Ask not where the jobs are, but what you want to do

Aug 1, 2013 by

Source: The Globe & Mail

Every year, when I welcome a new class to campus, I hear about the decision-making process students have undertaken to enroll in their programs. Some cite the advice of parents or a friend, others refer to teachers, but many times students are clearly unsure of why they have chosen their program. Parents are most often sought out for advice, yet they are often ill-equipped to talk about the full range of postsecondary options.
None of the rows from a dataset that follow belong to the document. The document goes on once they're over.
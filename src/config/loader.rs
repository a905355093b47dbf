//! Configuration loading functionality.
//!
//! This module provides the [`ConfigLoader`] type for loading engine
//! settings and seed businesses from YAML files.

use std::fs;
use std::path::Path;

use tracing::info;

use crate::error::{EngineError, EngineResult};
use crate::models::Business;
use crate::scheduling::{MINUTES_PER_DAY, validate_hours};

use super::types::EngineSettings;

/// Loads and provides access to engine configuration.
///
/// # Directory Structure
///
/// ```text
/// config/default/
/// ├── engine.yaml          # Scheduling and server settings
/// └── businesses/
///     └── salon.yaml       # One business snapshot per file
/// ```
///
/// # Example
///
/// ```no_run
/// use booking_engine::config::ConfigLoader;
///
/// let loader = ConfigLoader::load("./config/default").unwrap();
/// println!("Slot step: {} min", loader.settings().scheduling.slot_step_minutes);
/// for business in loader.businesses() {
///     println!("Business: {}", business.name);
/// }
/// ```
#[derive(Debug, Clone)]
pub struct ConfigLoader {
    settings: EngineSettings,
    businesses: Vec<Business>,
}

impl ConfigLoader {
    /// Loads configuration from the specified directory.
    ///
    /// Returns an error if:
    /// - `engine.yaml` or the `businesses` directory is missing
    /// - Any file contains invalid YAML
    /// - The slot step is zero
    /// - Any business carries invalid hours
    ///
    /// # Example
    ///
    /// ```no_run
    /// use booking_engine::config::ConfigLoader;
    ///
    /// let loader = ConfigLoader::load("./config/default")?;
    /// # Ok::<(), booking_engine::error::EngineError>(())
    /// ```
    pub fn load<P: AsRef<Path>>(path: P) -> EngineResult<Self> {
        let path = path.as_ref();

        let engine_path = path.join("engine.yaml");
        let settings = Self::load_yaml::<EngineSettings>(&engine_path)?;
        if settings.scheduling.slot_step_minutes == 0 {
            return Err(EngineError::ConfigParseError {
                path: engine_path.display().to_string(),
                message: "scheduling.slot_step_minutes must be greater than zero".to_string(),
            });
        }

        let businesses = Self::load_businesses(&path.join("businesses"))?;
        info!(
            path = %path.display(),
            business_count = businesses.len(),
            "Configuration loaded"
        );

        Ok(Self {
            settings,
            businesses,
        })
    }

    /// Loads and parses a YAML file.
    fn load_yaml<T: serde::de::DeserializeOwned>(path: &Path) -> EngineResult<T> {
        let path_str = path.display().to_string();

        let content = fs::read_to_string(path).map_err(|_| EngineError::ConfigNotFound {
            path: path_str.clone(),
        })?;

        serde_yaml::from_str(&content).map_err(|e| EngineError::ConfigParseError {
            path: path_str,
            message: e.to_string(),
        })
    }

    /// Loads every business file, sorted by file name.
    fn load_businesses(dir: &Path) -> EngineResult<Vec<Business>> {
        let dir_str = dir.display().to_string();

        let entries = fs::read_dir(dir).map_err(|_| EngineError::ConfigNotFound {
            path: dir_str.clone(),
        })?;

        let mut paths = Vec::new();
        for entry in entries {
            let entry = entry.map_err(|_| EngineError::ConfigNotFound {
                path: dir_str.clone(),
            })?;
            let path = entry.path();
            if path.extension().is_some_and(|ext| ext == "yaml") {
                paths.push(path);
            }
        }
        paths.sort();

        paths
            .iter()
            .map(|path| {
                let business = Self::load_yaml::<Business>(path)?;
                Self::check_hours(path, &business)?;
                Self::check_services(path, &business)?;
                Ok(business)
            })
            .collect()
    }

    /// Rejects seed data whose hours would fail an update.
    fn check_hours(path: &Path, business: &Business) -> EngineResult<()> {
        let personal = business.employees.iter().filter_map(|e| e.hours.as_ref());
        std::iter::once(&business.hours)
            .chain(personal)
            .try_for_each(validate_hours)
            .map_err(|e| EngineError::ConfigParseError {
                path: path.display().to_string(),
                message: e.to_string(),
            })
    }

    /// Rejects services that occupy more than a day, which no interval holds.
    fn check_services(path: &Path, business: &Business) -> EngineResult<()> {
        match business
            .services
            .iter()
            .find(|s| i64::from(s.occupied_minutes()) > i64::from(MINUTES_PER_DAY))
        {
            Some(service) => Err(EngineError::ConfigParseError {
                path: path.display().to_string(),
                message: format!(
                    "service '{}' occupies {} minutes, more than a day",
                    service.id,
                    service.occupied_minutes()
                ),
            }),
            None => Ok(()),
        }
    }

    /// Returns the engine settings.
    pub fn settings(&self) -> &EngineSettings {
        &self.settings
    }

    /// Returns the seed businesses, in file name order.
    pub fn businesses(&self) -> &[Business] {
        &self.businesses
    }

    /// Consumes the loader, returning settings and businesses.
    pub fn into_parts(self) -> (EngineSettings, Vec<Business>) {
        (self.settings, self.businesses)
    }
}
Recently, I was talking about degree options for students in our colleges and the parent said to me, “Well, those aren’t real degrees.” In fact, the applied-learning focus of the degrees in the colleges is just as real as any BA awarded at a traditional university. I would argue these degrees are even more real because of their concrete connections to industry as well as the field work, internships and co-ops that are linked to these credentials. Many parents are simply working under pre-conceived assumptions about colleges being a lesser-than option when compared to the universities. Indeed, while colleges do offer access programming, we also offer intensive degree programs on par with many undergraduate degrees.

So how can we help students and parents think differently? More importantly, how do we ensure students are receiving and using the right information to make right career decisions? It first begins with strong assessment of their talents, who they are and what they are interested in pursuing. To me this means that we need to better equip students earlier with solid information around the whole range of career options that align to their strengths. In my own institution, we have developed some new online tools and pro-active career advising to support students with this process to ensure they have a more complete picture of themselves and their goals.

Additionally, our education system specifically needs to provide better information to students and parents about career planning. This includes improved career development options for secondary-school students and changing the dominant paradigm in parents’ minds about the value of applied learning available in postsecondary schools and promoting the importance of adaptability for students. This also includes more work-integrated learning opportunities and courses in creative thinking, entrepreneurship and innovation.

It is also about developing a new social contract between students, employers and society related to careers, education and training. We have to change our notions about the skills associated with the future world of work. It is not about simply “skills training.” It also has to be about training for the right skills that are needed now and in the future. This means highlighting the importance of continuing to learn and equipping students to be flexible and resilient. This will allow new graduates to respond to changing conditions, especially in a connected, hyper-competitive global economy.

I would argue in fact that our economy benefits from a differentiated and strongly linked postsecondary system. We need students graduating with history degrees, philosophy degrees and applied–focused degrees that also build in work-integrated learning opportunities and creative thinking approaches.

However our postsecondary system needs more tools to effectively show students what success looks like. It is not about just picking a program because someone told them this is where the jobs shortages are occurring. More often than not in my experience, the students who combine passion, a strong understanding of their strengths and a well-informed support network of parents and friends are motivated to succeed and cross the stage at convocation.